Das Klimaschutzgesetz wird voraussichtlich am 21. Juli 2021 zur Plenarsitzung des Landtages abgestimmt. Im Umweltausschuss wurde es erst einmal abgelehnt. Sächsische Klima- und Umweltgruppen mobilisieren für den Tag zu einer Kundgebung vor den Sächsischen Landtag, um Druck für mehr Klimaschutz auszuüben.
„Die Ablehnung unseres Klimaschutzgesetzes macht deutlich, dass die Regierungskoalition die Zeichen der Zeit nicht verstanden hat“, kommentiert das Marco Böhme. „Klimaschutz muss endlich auch in Sachsen für alle gelten und Gesetzeskraft besitzen. Ein grün angepinseltes „Weiterso“ mit rechtlich unverbindlichen Zielen, wie sie zuletzt im Energie- und Klimaprogramm verkündet wurden, reicht nicht aus. Dies zeigt einmal mehr die Beschwerde vor dem Bundesverfassungsgericht, die jüngst gegen das Land Brandenburg angestrengt wurde. Gleiches droht Sachsen auch, wenn wir nicht deutlich mehr für den Klimaschutz tun.“
Es steckt auch ein gehöriger Zweifel darin, ob es mit der CDU in der Regierung überhaupt einen Maßnahmenplan geben wird, der wirklich den Ausstieg aus der fossilen Wirtschaft forciert und die Lasten des Ausstiegs aus der Fossil-Wirtschaft nicht auf die eh schon schlechter verdienenden Erwerbstätigen umlegt.

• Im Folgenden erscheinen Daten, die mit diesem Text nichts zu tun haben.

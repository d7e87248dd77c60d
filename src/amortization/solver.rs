//! Derive the unknown loan field and build the full calculation
//!
//! Exactly one field is derived per pass. Which one is an explicit
//! [`SolveFor`] mode; [`SolveFor::select`] picks it from the field the user
//! edited most recently.

use log::debug;
use serde::{Deserialize, Serialize};
use std::fmt;
use std::str::FromStr;

use super::engine::{ceil_periods, compute_installment, compute_principal, compute_tenure};
use super::period::YearMonth;
use super::schedule::{Schedule, ScheduleSummary};
use crate::error::Unresolvable;
use crate::loan::{LoanField, LoanInputs, LoanTerms};

/// Which loan field is derived from the other three
#[derive(Debug, Clone, Copy, PartialEq, Eq, Hash, Serialize, Deserialize)]
#[serde(rename_all = "snake_case")]
pub enum SolveFor {
    Installment,
    Tenure,
    Principal,
}

impl SolveFor {
    /// Directions in priority order
    pub const ALL: [SolveFor; 3] = [SolveFor::Installment, SolveFor::Tenure, SolveFor::Principal];

    /// The field this mode derives
    pub fn derived_field(&self) -> LoanField {
        match self {
            SolveFor::Installment => LoanField::Installment,
            SolveFor::Tenure => LoanField::Tenure,
            SolveFor::Principal => LoanField::Principal,
        }
    }

    /// The three fields this mode needs
    pub fn required_fields(&self) -> [LoanField; 3] {
        match self {
            SolveFor::Installment => [LoanField::Principal, LoanField::AnnualRate, LoanField::Tenure],
            SolveFor::Tenure => [LoanField::Principal, LoanField::AnnualRate, LoanField::Installment],
            SolveFor::Principal => [LoanField::AnnualRate, LoanField::Tenure, LoanField::Installment],
        }
    }

    fn overwrites(&self, edited: LoanField) -> bool {
        let derived = self.derived_field();
        edited == derived || (derived.is_tenure() && edited.is_tenure())
    }

    /// Pick the first direction whose inputs are all valid and that does not
    /// overwrite the field the user just edited.
    pub fn select(inputs: &LoanInputs, last_edited: Option<LoanField>) -> Option<SolveFor> {
        if inputs.valid_count() < 3 {
            return None;
        }

        SolveFor::ALL.into_iter().find(|mode| {
            mode.required_fields().iter().all(|f| inputs.is_valid(*f))
                && !last_edited.is_some_and(|edited| mode.overwrites(edited))
        })
    }
}

impl fmt::Display for SolveFor {
    fn fmt(&self, f: &mut fmt::Formatter<'_>) -> fmt::Result {
        let name = match self {
            SolveFor::Installment => "installment",
            SolveFor::Tenure => "tenure",
            SolveFor::Principal => "principal",
        };
        f.write_str(name)
    }
}

impl FromStr for SolveFor {
    type Err = String;

    fn from_str(s: &str) -> Result<Self, Self::Err> {
        match s.parse::<LoanField>()? {
            LoanField::Installment => Ok(SolveFor::Installment),
            LoanField::Tenure | LoanField::TenureYears => Ok(SolveFor::Tenure),
            LoanField::Principal => Ok(SolveFor::Principal),
            LoanField::AnnualRate => Err("the interest rate cannot be derived".to_string()),
        }
    }
}

/// Resolve the loan by deriving the field named by `mode`
pub fn solve(inputs: &LoanInputs, mode: SolveFor) -> Result<LoanTerms, Unresolvable> {
    let rate = inputs.annual_rate_percent.ok_or(Unresolvable::InsufficientInputs)?;

    let terms = match mode {
        SolveFor::Installment => {
            let principal = inputs.principal.ok_or(Unresolvable::InsufficientInputs)?;
            let tenure = inputs.tenure_months.ok_or(Unresolvable::InsufficientInputs)?;
            let installment = compute_installment(principal, rate, tenure as f64)?;
            LoanTerms::new(principal, rate, tenure, installment)
        }
        SolveFor::Tenure => {
            let principal = inputs.principal.ok_or(Unresolvable::InsufficientInputs)?;
            let installment = inputs.installment.ok_or(Unresolvable::InsufficientInputs)?;
            let tenure = compute_tenure(principal, rate, installment)?;
            let periods = ceil_periods(tenure).ok_or(Unresolvable::OutOfRange { field: "tenure", value: tenure })?;
            LoanTerms::new(principal, rate, periods, installment)
        }
        SolveFor::Principal => {
            let tenure = inputs.tenure_months.ok_or(Unresolvable::InsufficientInputs)?;
            let installment = inputs.installment.ok_or(Unresolvable::InsufficientInputs)?;
            let principal = compute_principal(installment, rate, tenure as f64)?;
            LoanTerms::new(principal, rate, tenure, installment)
        }
    };

    debug!("Solved for {}: {:?}", mode, terms);
    Ok(terms)
}

/// Result of one full calculation pass
#[derive(Debug, Clone, PartialEq, Serialize, Deserialize)]
pub struct Calculation {
    pub solved_for: SolveFor,
    pub terms: LoanTerms,
    pub start: YearMonth,
    pub schedule: Schedule,
    pub summary: Option<ScheduleSummary>,
}

impl Calculation {
    /// Build schedule and summary for already-resolved terms
    pub fn from_terms(terms: LoanTerms, solved_for: SolveFor, start: YearMonth) -> Self {
        let schedule = terms.schedule(start);
        let summary = schedule.summary();
        Self {
            solved_for,
            terms,
            start,
            schedule,
            summary,
        }
    }
}

/// Solve with an explicit mode and generate the schedule
pub fn calculate_with(inputs: &LoanInputs, mode: SolveFor, start: YearMonth) -> Result<Calculation, Unresolvable> {
    let terms = solve(inputs, mode)?;
    Ok(Calculation::from_terms(terms, mode, start))
}

/// Full pass: pick the derived field from the last edit, solve, and generate the schedule
pub fn calculate(
    inputs: &LoanInputs,
    last_edited: Option<LoanField>,
    start: YearMonth,
) -> Result<Calculation, Unresolvable> {
    let mode = SolveFor::select(inputs, last_edited).ok_or(Unresolvable::InsufficientInputs)?;
    calculate_with(inputs, mode, start)
}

Das befürchtet Böhme nämlich: „Klimaschutzmaßnahmen dürfen nicht zu mehr sozialer Ungleichheit führen. Wer wenig Geld hat, besitzt weniger Möglichkeiten als reiche Menschen, sich klimafreundlich zu verhalten. Einfach das Autofahren teurer zu machen, hilft nicht dem Klima, sondern schadet vor allen denjenigen, die auf das Auto angewiesen sind. Stattdessen sind klimafreundliche Alternativen nötig: mehr Verbindungen mit Bus und Bahn, die Wiederinbetriebnahme stillgelegter Zugstrecken und günstigere Ticketpreise. Zudem fordern wir eine Klimafolgenhilfe für ärmere Haushalte, mit der Mehrkosten abgefedert werden können – all das legen wir in unserem Gesetz fest.“
Nach dem Klimaschutzurteil des Bundesverfassungsgerichts müsse auch Sachsen größere Anstrengungen unternehmen und seinen Beitrag zur Begrenzung der Erderwärmung auf 1,5 Grad Celsius leisten, fordert Böhme. „Der Freistaat sollte als Vorbild vorangehen und die Verwaltung bis 2030 klimaneutral aufstellen.“
Aber auch da lohnt sich der Blick ins „Energie- und Klimaprogramm Sachsen 2021“, das ja auch die geballte Kompetenz des Landesamtes für Umwelt, Landwirtschaft und Geologie nutzen konnte. Und dort weiß man seit Jahren, dass Sachsen den 1,5-Grad-Pfad schon lange verlassen hat. Nicht nur durch eigene Schuld, denn die Messwerte gelten ja ebenso für die Nachbarländer, wo sich die Temperaturen seit den 1980er Jahren ebenso ungebremst erhöhten.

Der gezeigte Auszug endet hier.